--- Source material Enclosed Below ---

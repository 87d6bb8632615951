#![allow(dead_code)]

use std::sync::Once;

use bytemuck::{Pod, Zeroable};
use category_db::prelude::*;

#[repr(C)]
#[derive(Clone, Copy, Debug, Default, PartialEq, Pod, Zeroable)]
pub struct Position {
    pub x: f32,
    pub y: f32,
    pub z: f32,
}

#[repr(C)]
#[derive(Clone, Copy, Debug, Default, PartialEq, Pod, Zeroable)]
pub struct Velocity {
    pub dx: f32,
    pub dy: f32,
    pub dz: f32,
}

#[repr(transparent)]
#[derive(Clone, Copy, Debug, PartialEq, Eq, Pod, Zeroable)]
pub struct Health(pub i32);

pub struct Ids {
    pub position: ComponentID,
    pub velocity: ComponentID,
    pub health: ComponentID,
    pub frozen: ComponentID,
}

static INIT: Once = Once::new();

pub fn init_logging() {
    INIT.call_once(|| {
        let _ = env_logger::builder().is_test(true).try_init();
    });
}

/// Position, Velocity, Health (default 100) and the `Frozen` flag, in that id order.
pub fn setup() -> (World, Ids) {
    init_logging();
    let mut world = World::default();
    let ids = Ids {
        position: world.register_pod("Position", Position::default(), ComponentFlags::NONE).unwrap(),
        velocity: world.register_pod("Velocity", Velocity::default(), ComponentFlags::NONE).unwrap(),
        health: world.register_pod("Health", Health(100), ComponentFlags::NONE).unwrap(),
        frozen: world.register_flag("Frozen", ComponentFlags::NONE).unwrap(),
    };
    (world, ids)
}

pub fn spawn(world: &mut World, components: &[ComponentID]) -> Entity {
    world
        .create_entity(&EntityCreateInfo::components(components).immediate(true))
        .expect("immediate creation should succeed")
}

pub fn pos(x: f32, y: f32, z: f32) -> Position {
    Position { x, y, z }
}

--- End of Enclosed Source material ---

Task to carry out: Every line of the listing must be transcribed exactly.

Result of this exercise:
repository 87d6bb8632615951
#![allow(dead_code)]

use std::sync::Once;

use bytemuck::{Pod, Zeroable};
use category_db::prelude::*;

#[repr(C)]
#[derive(Clone, Copy, Debug, Default, PartialEq, Pod, Zeroable)]
pub struct Position {
    pub x: f32,
    pub y: f32,
    pub z: f32,
}

#[repr(C)]
#[derive(Clone, Copy, Debug, Default, PartialEq, Pod, Zeroable)]
pub struct Velocity {
    pub dx: f32,
    pub dy: f32,
    pub dz: f32,
}

#[repr(transparent)]
#[derive(Clone, Copy, Debug, PartialEq, Eq, Pod, Zeroable)]
pub struct Health(pub i32);

pub struct Ids {
    pub position: ComponentID,
    pub velocity: ComponentID,
    pub health: ComponentID,
    pub frozen: ComponentID,
}

static INIT: Once = Once::new();

pub fn init_logging() {
    INIT.call_once(|| {
        let _ = env_logger::builder().is_test(true).try_init();
    });
}

/// Position, Velocity, Health (default 100) and the `Frozen` flag, in that id order.
pub fn setup() -> (World, Ids) {
    init_logging();
    let mut world = World::default();
    let ids = Ids {
        position: world.register_pod("Position", Position::default(), ComponentFlags::NONE).unwrap(),
        velocity: world.register_pod("Velocity", Velocity::default(), ComponentFlags::NONE).unwrap(),
        health: world.register_pod("Health", Health(100), ComponentFlags::NONE).unwrap(),
        frozen: world.register_flag("Frozen", ComponentFlags::NONE).unwrap(),
    };
    (world, ids)
}

pub fn spawn(world: &mut World, components: &[ComponentID]) -> Entity {
    world
        .create_entity(&EntityCreateInfo::components(components).immediate(true))
        .expect("immediate creation should succeed")
}

pub fn pos(x: f32, y: f32, z: f32) -> Position {
    Position { x, y, z }
}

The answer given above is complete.